La religion de la beauté

Dans son éditorial du numéro 190 de l'Unisson (juillet-août-septembre 2026), le pasteur Yvan Bourquin médite sur la beauté comme « ébauche de quête spirituelle », à la suite du penseur d'origine presbytérienne John Ruskin. Une invitation à apprendre à regarder, à s'émerveiller, à reconnaître dans le Christ « l'artiste suprême qui travaille de ses mains à faire plus belle la demeure des hommes ».
Aquarelle d'une rose sauvage par John Ruskin, étude botanique illustrant sa « religion de la beauté »

John Ruskin, Étude d’une rose sauvage, aquarelle, XIXe siècle.
Wikimedia Commons, domaine public.

Les êtres humains se laissent plus souvent guider par des visions que par des raisons. Cette affirmation est étayée par l’expérience quotidienne et nos paroisses retrouvent cette vérité en organisant des balades dites « écospirituelles » ou des visites de sanctuaires. Cela n’a rien à voir avec un phénomène de mode, mais cela traduit la volonté d’apprendre à regarder et à s’émerveiller. Il s’agit de prendre le temps d’observer et de se laisser impressionner, au sens photographique où la pellicule est impressionnée. Dès que la sensibilité est affectée, une empreinte psychique subsiste.

On bâtit des systèmes qui expliquent tout du monde sauf son charme ; on démêle tous les rapports que nous avons avec la nature prétendument inanimée, hors l’admiration et l’amour…

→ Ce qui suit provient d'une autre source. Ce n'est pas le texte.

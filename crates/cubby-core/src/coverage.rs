//! Sample coverage and gap analysis over time buckets.
//!
//! [`Coverage`] wraps a `roaring::RoaringBitmap` of bucket ids that hold at
//! least one sample. It knows nothing about variables or producers: callers
//! map instants into `u32` bucket ids with [`crate::bucket`] and compare the
//! result against the buckets a window is expected to span.
//!
//! ```
//! use cubby_core::bucket::{TimeBucket, expected_buckets_for_window};
//! use cubby_core::coverage::Coverage;
//! use cubby_core::time::TimeWindow;
//!
//! let width = TimeBucket::Seconds(1);
//! let second = 1_000_000_000;
//! // Samples in seconds 0, 1, 2 and 4; second 3 is a gap.
//! let samples = [0, second, 2 * second, 4 * second];
//! let cov = Coverage::from_instants(&width, &samples).unwrap();
//!
//! let window = TimeWindow::half_open(0, 5 * second).unwrap();
//! let expected = expected_buckets_for_window(&width, &window).unwrap();
//! assert_eq!(cov.max_gap_len(&expected), 1);
//! assert!((cov.coverage_ratio(&expected) - 0.8).abs() < 1e-9);
//! ```

use std::ops::RangeInclusive;

use roaring::RoaringBitmap;

use crate::bucket::{TimeBucket, bucket_id};
use crate::error::CubbyResult;
use crate::time::Instant;

/// Bucket ids used by [`Coverage`].
///
/// `u32` is enough for minute buckets over several millennia after the epoch.
pub type Bucket = u32;

/// Set of buckets that hold at least one sample.
#[derive(Debug, Clone, Default)]
pub struct Coverage {
    bitmap: RoaringBitmap,
}

impl Coverage {
    /// No bucket present.
    pub fn empty() -> Self {
        Self {
            bitmap: RoaringBitmap::new(),
        }
    }

    /// Buckets touched by `instants`.
    pub fn from_instants(width: &TimeBucket, instants: &[Instant]) -> CubbyResult<Self> {
        let mut bitmap = RoaringBitmap::new();
        for &instant in instants {
            bitmap.insert(bucket_id(width, instant)?);
        }
        Ok(Self { bitmap })
    }

    /// Borrow the bitmap of present buckets.
    pub fn present(&self) -> &RoaringBitmap {
        &self.bitmap
    }

    /// Number of buckets present.
    pub fn cardinality(&self) -> u64 {
        self.bitmap.len()
    }

    /// `expected - present`.
    pub fn missing_points(&self, expected: &RoaringBitmap) -> RoaringBitmap {
        let mut missing = expected.clone();
        missing -= &self.bitmap;
        missing
    }

    /// Missing buckets grouped into contiguous inclusive runs, optionally
    /// split into chunks of at most `max_run_len`.
    pub fn missing_runs(
        &self,
        expected: &RoaringBitmap,
        max_run_len: Option<u64>,
    ) -> Vec<RangeInclusive<u64>> {
        let runs = runs_from_bitmap(&self.missing_points(expected));
        match max_run_len {
            Some(max_len) => split_runs_by_len(runs, max_len),
            None => runs,
        }
    }

    /// Fraction of `expected` that is present, in `[0.0, 1.0]`.
    ///
    /// An empty `expected` is vacuously fully covered.
    pub fn coverage_ratio(&self, expected: &RoaringBitmap) -> f64 {
        let expected_count = expected.len();
        if expected_count == 0 {
            return 1.0;
        }
        let covered = &self.bitmap & expected;
        covered.len() as f64 / expected_count as f64
    }

    /// Length in buckets of the longest missing run, 0 when nothing is missing.
    pub fn max_gap_len(&self, expected: &RoaringBitmap) -> u64 {
        runs_from_bitmap(&self.missing_points(expected))
            .into_iter()
            .map(|r| r.end() - r.start() + 1)
            .max()
            .unwrap_or(0)
    }
}

impl FromIterator<Bucket> for Coverage {
    fn from_iter<I>(iter: I) -> Self
    where
        I: IntoIterator<Item = Bucket>,
    {
        Self {
            bitmap: iter.into_iter().collect(),
        }
    }
}

fn runs_from_bitmap(bitmap: &RoaringBitmap) -> Vec<RangeInclusive<u64>> {
    let mut out = Vec::new();
    let mut iter = bitmap.iter();

    let Some(mut start) = iter.next() else {
        return out;
    };
    let mut prev = start;

    for v in iter {
        if v == prev + 1 {
            prev = v;
        } else {
            out.push(start as u64..=prev as u64);
            start = v;
            prev = v;
        }
    }
    out.push(start as u64..=prev as u64);
    out
}

fn split_runs_by_len(runs: Vec<RangeInclusive<u64>>, max_len: u64) -> Vec<RangeInclusive<u64>> {
    if max_len == 0 {
        return Vec::new();
    }

    let mut out = Vec::new();
    for range in runs {
        let (start, end) = (*range.start(), *range.end());
        let mut cur = start;
        loop {
            let chunk_end = (cur + max_len - 1).min(end);
            out.push(cur..=chunk_end);
            if chunk_end == end {
                break;
            }
            cur = chunk_end + 1;
        }
    }
    out
}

Nous voici au-delà des questions d’utilité ou de désir immédiat ; nous accédons à la joie des formes et des couleurs ; les plaisirs de la vue ne répondent à aucune nécessité de survie de l’existant. Cela commence certes par un plaisir, mais accompagné d’un sentiment de profonde reconnaissance pour ce qui est donné à voir ; c’est un plaisir, mais il est porté par une espèce de vénération pour son origine mystérieuse, et cependant pressentie. La faculté qui perçoit le Beau n’est donc pas la sensibilité brute, mais elle s’apparente à une ébauche de quête spirituelle.

C’est le penseur d’origine presbytérienne John Ruskin (1819-1900) qui nous a ouvert à ce type de réflexion : devant la beauté, seul l’homme tremble et s’émeut. « Ce qu’il peut y avoir en nous du bœuf ou du porc ne perçoit aucune beauté ni n’en crée aucune. Ce qui est humain en nous peut le créer et le rendre en exacte proportion avec la perfectibilité de son humanité. » Cette religion de la Beauté cherche à mettre au jour les lignes et les perspectives d’« une humanité mieux réussie que la nôtre », pour reprendre une expression du philosophe Hippolyte Taine, contemporain de Ruskin. Ce dernier ne compare-t-il pas le Christ à l’artiste suprême qui travaille de ses mains à faire plus belle la demeure des hommes ?

Yvan Bourquin, pasteur

Éditorial publié dans l’Unisson n° 190 (juillet-août-septembre 2026), bulletin du Secteur de Saint-Julien.